Заболевая, человек частично или полностью утрачивает: свободу творчества, инициативы, участия в физическом и умственном труде, в общественной и личной жизни. Понимание этой утраты и осознание, что болезнь влечет возможность инвалидизации и даже смерти, выражается в состоянии замкнутости, в уходе «в себя». Поэтому понятно стремление врача внушить больному, что это временная потеря, что процесс болезни обратим, даже если это не так.
Больной человек всегда должен иметь уверенность или, по крайней мере, надежду на обратимость этого процесса, на восстановление здоровья. Надежда на выздоровление или улучшение состояния здоровья – нормальная защитная реакция больного человека, о которой всегда должен помнить врач и поддерживать ее.
Больной, желая узнать правду о своем состоянии и перспективе развития болезни, всегда надеется, что она не будет слишком жестокой. Врач должен помнить это, так как исчезновение надежды приводит к потере смысла жизни: человек оказывается в жизненном тупике. Сохранение надежды позволяет сохранить и человеческое достоинство. Надежда проявляется как защитная реакция, которую врач может и должен использовать. Но прежде чем приблизиться к мысли о возможности осторожно сообщить очень тяжело больному правду о состоянии его здоровья или о неутешительном диагнозе, надо быть вполне уверенным, что чувство достоинства будет преобладать у него над сознанием личной трагедии. Конечно, каждый человек знает, что рано или поздно он умрет, но его неотъемлемое право – строить планы и определять свое поведение по отношению к этой уверенности.

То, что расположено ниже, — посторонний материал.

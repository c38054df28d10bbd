use crate::reply::{CallResult, Invocation};

/// Awaits a deferred invocation; a ready one is returned as is.
///
/// A rejected future and a synchronous failure come out identical, both as the
/// `Err` of the returned result.
pub async fn settle(invocation: Invocation) -> CallResult {
    match invocation {
        Invocation::Ready(result) => result,
        Invocation::Deferred(future) => future.await,
    }
}
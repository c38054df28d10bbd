//! Read-only view of the incoming request head.
//!
//! The body is consumed by the [`BodyParser`](crate::BodyParser) before dispatch, so
//! extensions only ever see the head: method, uri, version and headers.

use http::request::Parts;
use http::{HeaderMap, Method, Request, Uri, Version};

/// The head of the request being handled, shared with extension methods.
#[derive(Debug)]
pub struct RequestContext {
    parts: Parts,
}

impl RequestContext {
    pub fn new(parts: Parts) -> Self {
        Self { parts }
    }

    /// Returns the HTTP method of the request
    pub fn method(&self) -> &Method {
        &self.parts.method
    }

    /// Returns the URI of the request
    pub fn uri(&self) -> &Uri {
        &self.parts.uri
    }

    /// Returns the raw query string, if any
    pub fn query(&self) -> Option<&str> {
        self.parts.uri.query()
    }

    /// Returns the HTTP version of the request
    pub fn version(&self) -> Version {
        self.parts.version
    }

    /// Returns the HTTP headers of the request
    pub fn headers(&self) -> &HeaderMap {
        &self.parts.headers
    }

    pub fn parts(&self) -> &Parts {
        &self.parts
    }
}

impl From<Parts> for RequestContext {
    #[inline]
    fn from(parts: Parts) -> Self {
        Self::new(parts)
    }
}

impl From<Request<()>> for RequestContext {
    #[inline]
    fn from(request: Request<()>) -> Self {
        Self::new(request.into_parts().0)
    }
}
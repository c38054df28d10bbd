//! The hyper service tying the router to the gateway.

use crate::router::Router;
use bytes::Bytes;
use http::{Request, Response};
use http_body::Body as HttpBody;
use hyper::body::Incoming;
use hyper::service::Service;
use micro_gateway::{DispatchError, Gateway, ResponseBody};
use std::convert::Infallible;
use std::error::Error;
use std::future::Future;
use std::pin::Pin;
use std::sync::Arc;
use tracing::debug;

type BoxError = Box<dyn Error + Send + Sync>;

#[derive(Debug)]
pub struct GatewayService {
    router: Arc<Router>,
    gateway: Arc<Gateway>,
}

impl GatewayService {
    pub fn new(router: Arc<Router>, gateway: Arc<Gateway>) -> Self {
        Self { router, gateway }
    }
}

impl Clone for GatewayService {
    fn clone(&self) -> Self {
        Self { router: Arc::clone(&self.router), gateway: Arc::clone(&self.gateway) }
    }
}

impl Service<Request<Incoming>> for GatewayService {
    type Response = Response<ResponseBody>;
    type Error = Infallible;
    type Future = Pin<Box<dyn Future<Output = Result<Self::Response, Self::Error>> + Send>>;

    fn call(&self, req: Request<Incoming>) -> Self::Future {
        let router = Arc::clone(&self.router);
        let gateway = Arc::clone(&self.gateway);

        Box::pin(async move { Ok(process_request(req, &router, &gateway).await) })
    }
}

/// Routes a request and runs it through the gateway.
///
/// A path with no route, or a route with no item accepting the request, is answered
/// with a `404` envelope.
pub async fn process_request<B>(req: Request<B>, router: &Router, gateway: &Gateway) -> Response<ResponseBody>
where
    B: HttpBody<Data = Bytes> + Unpin,
    B::Error: Into<BoxError>,
{
    debug!(method = %req.method(), uri = %req.uri(), "processing request");

    match router.resolve(&req) {
        Some(resolution) => gateway.handle(req, resolution).await,
        None => gateway.reject(DispatchError::route_not_found(req.uri().path()).into()),
    }
}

В условиях работы в неотложной хирургии высокий уровень профессионализма является обязательным, ибо хирургу необходимо за весьма ограниченный промежуток времени поставить диагноз и осуществить оперативное вмешательство. Современная медицинская этика требует от врача уверенности в действиях и внешнего спокойствия. «Спокойствие – мудрость сильного». Работая в клинике неотложной челюстно-лицевой хирургии, врач может обрести внешнее спокойствие, только научившись справляться с кровотечением любой интенсивности и обеспечивать свободное дыхание больного. Профессиональным качеством является умение врача прогнозировать тяжесть течения болезни и ее исход, что в значительной мере определяет выбор метода лечения.

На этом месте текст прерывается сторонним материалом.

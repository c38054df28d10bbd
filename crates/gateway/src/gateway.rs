//! The request pipeline.

use crate::awaiter::settle;
use crate::body::{BodyParser, ParsedRequest, ResponseBody};
use crate::classify::classify;
use crate::dispatch::Dispatcher;
use crate::encode::encode;
use crate::error::{DispatchError, GatewayError};
use crate::page::Page;
use crate::pool::ClientPool;
use crate::reply::Reply;
use crate::request::RequestContext;
use crate::resolver::Resolution;
use bytes::Bytes;
use http::header::CONTENT_TYPE;
use http::{Request, Response, StatusCode};
use http_body::Body as HttpBody;
use std::error::Error;
use std::fmt;
use std::sync::Arc;
use tracing::{error, trace};

type BoxError = Box<dyn Error + Send + Sync>;

/// Name reported for a missing default session.
const DEFAULT_SESSION: &str = "default";

/// Runs requests through parse, dispatch, settle and encode.
///
/// Stages run strictly one after the other. The first failing stage ends the request;
/// its error is classified onto the page, which is then encoded like any other.
#[derive(Clone)]
pub struct Gateway {
    pool: Arc<dyn ClientPool>,
    parser: BodyParser,
}

impl fmt::Debug for Gateway {
    fn fmt(&self, f: &mut fmt::Formatter<'_>) -> fmt::Result {
        f.debug_struct("Gateway").field("parser", &self.parser).finish_non_exhaustive()
    }
}

impl Gateway {
    pub fn new(pool: Arc<dyn ClientPool>) -> Self {
        Self { pool, parser: BodyParser::default() }
    }

    #[must_use]
    pub fn with_parser(mut self, parser: BodyParser) -> Self {
        self.parser = parser;
        self
    }

    pub fn parser(&self) -> &BodyParser {
        &self.parser
    }

    /// Handles a routed request. A failed resolution is reported without reading the body.
    pub async fn handle<B>(&self, request: Request<B>, resolution: Result<Resolution, DispatchError>) -> Response<ResponseBody>
    where
        B: HttpBody<Data = Bytes> + Unpin,
        B::Error: Into<BoxError>,
    {
        let page = match self.run(request, resolution).await {
            Ok(reply) => Page::new().with_response(reply),
            Err(e) => classify(Page::new(), &e),
        };
        render(page)
    }

    /// Renders a failure that happened before the pipeline could start.
    pub fn reject(&self, error: GatewayError) -> Response<ResponseBody> {
        render(classify(Page::new(), &error))
    }

    async fn run<B>(&self, request: Request<B>, resolution: Result<Resolution, DispatchError>) -> Result<Reply, GatewayError>
    where
        B: HttpBody<Data = Bytes> + Unpin,
        B::Error: Into<BoxError>,
    {
        let Resolution { path, extension, session } = resolution?;
        let (parts, body) = request.into_parts();

        let ParsedRequest { params, file } =
            self.parser.parse_request(parts.headers.get(CONTENT_TYPE), parts.uri.query(), body).await?;
        trace!(path = %path, params = params.len(), file = file.is_some(), "request parsed");

        let client = self
            .pool
            .client(session.as_deref())
            .await
            .ok_or_else(|| DispatchError::unknown_session(session.as_deref().unwrap_or(DEFAULT_SESSION)))?;

        let request = Arc::new(RequestContext::new(parts));
        let invocation = Dispatcher::new(&client, extension.as_deref()).dispatch(&path, params, &request, file)?;

        Ok(settle(invocation).await?)
    }
}

fn render(page: Page) -> Response<ResponseBody> {
    match encode(page) {
        Ok(response) => response,
        Err(e) => {
            error!("failed to encode response: {e}");
            let mut response = Response::new(ResponseBody::empty());
            *response.status_mut() = StatusCode::INTERNAL_SERVER_ERROR;
            response
        }
    }
}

Любое оперативное вмешательство в челюстно-лицевой области, даже в условиях полного обезболивания, вызывает значительные изменения внутренней среды организма и функции ряда органов и даже систем. В сыворотке крови изменяется содержание адреналина, гормона роста, пролактина, кортизона, глюкозы. Растут пульс, систолическое и диастолическое давление крови. На ЭКГ в 25 % наблюдений регистрируют аритмию, у некоторых больных на протяжении всей операции наблюдаются желудочковые экстрасистолы. Таким образом, любое хирургическое вмешательство в полости рта является мощным стрессовым фактором.